» Work to complete: Copies of all lines that contain "NotFound" are needed; take them from the data below.
[Start of Attachment]
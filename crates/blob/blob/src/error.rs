use thiserror::Error;

/// Errors that can occur during blob storage operations.
#[derive(Debug, Error)]
pub enum BlobError {
    /// The requested blob was not found.
    #[error("blob not found: {0}")]
    NotFound(String),

    /// A blob is already stored under this identifier.
    ///
    /// Identifiers are allocator-fresh, so this signals a broken invariant
    /// rather than a normal conflict.
    #[error("blob already exists: {0}")]
    AlreadyExists(String),

    /// The identifier cannot be used as a storage key.
    #[error("invalid blob id: {0:?}")]
    InvalidId(String),

    /// An I/O error from the underlying medium.
    #[error("blob io error: {0}")]
    Io(#[from] std::io::Error),

    /// A storage backend error occurred.
    #[error("blob storage error: {0}")]
    Storage(String),
}

impl BlobError {
    /// Whether this error reports a missing blob.
    pub fn is_not_found(&self) -> bool {
        matches!(self, Self::NotFound(_))
    }
}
[End of Attachment]
» Answer space:
    NotFound(String),
        matches!(self, Self::NotFound(_))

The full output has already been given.